One common approach for adding malware to an Android app is to "wrap" it, such as adding in another activity that kicks off the malware attack and then forwards control to your real launcher activity, configuring the wrapper with the `<intent-filter>` to have it appear in the launcher.

You can use `PackageManager` to examine the contents of your app and confirm that everything is as you would expect – unrecognised components would suggest that you have been wrapped.

Another approach is to check to see if the app is signed with your signing key, as a tampered app would have to be signed with somebody else’s key, unless pirates have broken into your office and stolen your key.

You can use `getPackageInfo()` on `PackageManager` to find the `Signature` objects associated with your app. Despite their name, these are really certificate chains and can be converted into X509Certificate objects for examination. There’s more info here.

Again, though, you will want to take steps to make it less obvious that you are doing this check, so your certificate-checking code cannot itself be identified readily via a bot.

One problem with these approaches, though, is that they may have false positives, from markets or ad networks that intentionally wrap and re-sign your app (e.g., to add an interstitial ad as part of the launcher sequence).
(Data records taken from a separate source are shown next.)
//! Retry decorator with bounded attempts and exponential backoff.

use std::time::Duration;

use async_trait::async_trait;
use serde_json::Value;
use tracing::warn;

use crate::error::{ApiResult, ClientError};
use crate::transport::{ApiRequest, Transport};

/// Bounded retry policy.
#[derive(Debug, Clone, Copy, PartialEq, Eq)]
pub struct RetryPolicy {
    /// Total attempts including the first one
    pub max_attempts: u32,
    /// Delay before the second attempt (doubles each retry)
    pub initial_delay: Duration,
    /// Maximum delay between attempts
    pub max_delay: Duration,
}

impl Default for RetryPolicy {
    fn default() -> Self {
        Self {
            max_attempts: 3,
            initial_delay: Duration::from_millis(500),
            max_delay: Duration::from_secs(8),
        }
    }
}

impl RetryPolicy {
    /// A policy that performs exactly one attempt.
    pub fn none() -> Self {
        Self {
            max_attempts: 1,
            ..Self::default()
        }
    }

    /// Delay to wait after failed attempt number `attempt` (1-based).
    pub fn delay_after(&self, attempt: u32) -> Duration {
        let exponent = attempt.saturating_sub(1).min(31);
        let delay = self.initial_delay.saturating_mul(1u32 << exponent);
        std::cmp::min(delay, self.max_delay)
    }
}

/// Non-idempotent requests are only resent when the backend refused them
/// outright; a timeout or dropped connection may hide a completed call.
fn should_retry(request: &ApiRequest, err: &ClientError) -> bool {
    if !err.is_transient() {
        return false;
    }
    request.idempotent || matches!(err, ClientError::Http { status: 429 | 503, .. })
}

/// Wraps a transport and retries transient failures.
pub struct RetryingTransport<T> {
    inner: T,
    policy: RetryPolicy,
}

impl<T: Transport> RetryingTransport<T> {
    pub fn new(inner: T, policy: RetryPolicy) -> Self {
        Self { inner, policy }
    }

    pub fn policy(&self) -> &RetryPolicy {
        &self.policy
    }

    pub fn inner(&self) -> &T {
        &self.inner
    }
}

#[async_trait]
impl<T: Transport> Transport for RetryingTransport<T> {
    async fn send(&self, request: ApiRequest) -> ApiResult<Value> {
        let max_attempts = self.policy.max_attempts.max(1);
        let mut attempt = 1;

        loop {
            match self.inner.send(request.clone()).await {
                Ok(value) => return Ok(value),
                Err(e) if should_retry(&request, &e) && attempt < max_attempts => {
                    let delay = self.policy.delay_after(attempt);
                    warn!(
                        error = %e,
                        path = %request.path,
                        attempt = attempt,
                        max_attempts = max_attempts,
                        delay_ms = delay.as_millis() as u64,
                        "Request failed, retrying"
                    );
                    tokio::time::sleep(delay).await;
                    attempt += 1;
                }
                Err(e) => return Err(e),
            }
        }
    }
}

#[cfg(test)]
mod tests {
    use super::*;
    use std::collections::VecDeque;
    use std::sync::atomic::{AtomicU32, Ordering};
    use std::sync::Mutex;

    struct Scripted {
        replies: Mutex<VecDeque<ApiResult<Value>>>,
        calls: AtomicU32,
    }

    impl Scripted {
        fn new(replies: Vec<ApiResult<Value>>) -> Self {
            Self {
                replies: Mutex::new(replies.into()),
                calls: AtomicU32::new(0),
            }
        }
    }

    #[async_trait]
    impl Transport for Scripted {
        async fn send(&self, _request: ApiRequest) -> ApiResult<Value> {
            self.calls.fetch_add(1, Ordering::SeqCst);
            self.replies
                .lock()
                .unwrap()
                .pop_front()
                .unwrap_or_else(|| Err(ClientError::Network("exhausted".into())))
        }
    }

    fn fast_policy(max_attempts: u32) -> RetryPolicy {
        RetryPolicy {
            max_attempts,
            initial_delay: Duration::from_millis(1),
            max_delay: Duration::from_millis(4),
        }
    }

    #[test]
    fn test_backoff_doubles_and_caps() {
        let policy = RetryPolicy {
            max_attempts: 6,
            initial_delay: Duration::from_millis(500),
            max_delay: Duration::from_secs(3),
        };
        assert_eq!(policy.delay_after(1), Duration::from_millis(500));
        assert_eq!(policy.delay_after(2), Duration::from_millis(1000));
        assert_eq!(policy.delay_after(3), Duration::from_millis(2000));
        assert_eq!(policy.delay_after(4), Duration::from_secs(3));
        assert_eq!(policy.delay_after(40), Duration::from_secs(3));
    }

    #[tokio::test]
    async fn test_retries_transient_until_success() {
        let transport = RetryingTransport::new(
            Scripted::new(vec![
                Err(ClientError::from_response(503, Some("Service Unavailable"), "")),
                Err(ClientError::Timeout(120)),
                Ok(serde_json::json!({"status": "ok"})),
            ]),
            fast_policy(3),
        );

        let value = transport.send(ApiRequest::get("/health")).await.unwrap();
        assert_eq!(value["status"], "ok");
        assert_eq!(transport.inner().calls.load(Ordering::SeqCst), 3);
    }

    #[tokio::test]
    async fn test_gives_up_after_max_attempts() {
        let transport = RetryingTransport::new(
            Scripted::new(vec![
                Err(ClientError::Timeout(1)),
                Err(ClientError::Timeout(1)),
                Ok(Value::Null),
            ]),
            fast_policy(2),
        );

        let err = transport.send(ApiRequest::get("/health")).await.unwrap_err();
        assert!(matches!(err, ClientError::Timeout(1)));
        assert_eq!(transport.inner().calls.load(Ordering::SeqCst), 2);
    }

    #[tokio::test]
    async fn test_non_idempotent_timeout_not_resent() {
        let transport = RetryingTransport::new(
            Scripted::new(vec![
                Err(ClientError::Timeout(120)),
                Ok(serde_json::json!({"message": "Export started"})),
            ]),
            fast_policy(3),
        );

        let err = transport
            .send(ApiRequest::post("/export", Value::Null).non_idempotent())
            .await
            .unwrap_err();
        assert!(matches!(err, ClientError::Timeout(120)));
        assert_eq!(transport.inner().calls.load(Ordering::SeqCst), 1);
    }

    #[tokio::test]
    async fn test_non_idempotent_retried_when_refused() {
        let transport = RetryingTransport::new(
            Scripted::new(vec![
                Err(ClientError::from_response(503, Some("Service Unavailable"), "")),
                Ok(serde_json::json!({"message": "Export started"})),
            ]),
            fast_policy(3),
        );

        let value = transport
            .send(ApiRequest::post("/export", Value::Null).non_idempotent())
            .await
            .unwrap();
        assert_eq!(value["message"], "Export started");
        assert_eq!(transport.inner().calls.load(Ordering::SeqCst), 2);
    }

    #[tokio::test]
    async fn test_client_errors_are_not_retried() {
        let transport = RetryingTransport::new(
            Scripted::new(vec![Err(ClientError::from_response(
                400,
                Some("Bad Request"),
                r#"{"error": "Invalid bounds"}"#,
            ))]),
            fast_policy(5),
        );

        let err = transport
            .send(ApiRequest::post("/analyze/vegetation", Value::Null))
            .await
            .unwrap_err();
        assert_eq!(err.to_string(), "Invalid bounds");
        assert_eq!(transport.inner().calls.load(Ordering::SeqCst), 1);
    }

    #[tokio::test]
    async fn test_single_attempt_policy() {
        let transport = RetryingTransport::new(
            Scripted::new(vec![Err(ClientError::Network("refused".into()))]),
            RetryPolicy::none(),
        );
        assert!(transport.send(ApiRequest::get("/health")).await.is_err());
        assert_eq!(transport.inner().calls.load(Ordering::SeqCst), 1);
    }
}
The aforementioned techniques are valid, but in this case, the tampering is expected, more or less. There is little that you can do about this, short of avoiding such markets or modifying your techniques to "whitelist" the folk that do this, making pirate and malware detection that much harder to implement and that much harder to mask from bots.

Over time, we will come up with new tricks to try to break the bots, just as the bot authors come up with new tricks to defeat our old tricks. Eternal vigilance is not only the price of liberty, but the price of selling at retail, of all sorts of goods, apps included.

* Mark Murphy is the founder of CommonsWare and the author of "The Busy Coder’s Guide to Android Development". He will be speaking at Apps World, which takes place at Earls Court in London on October 2nd/3rd.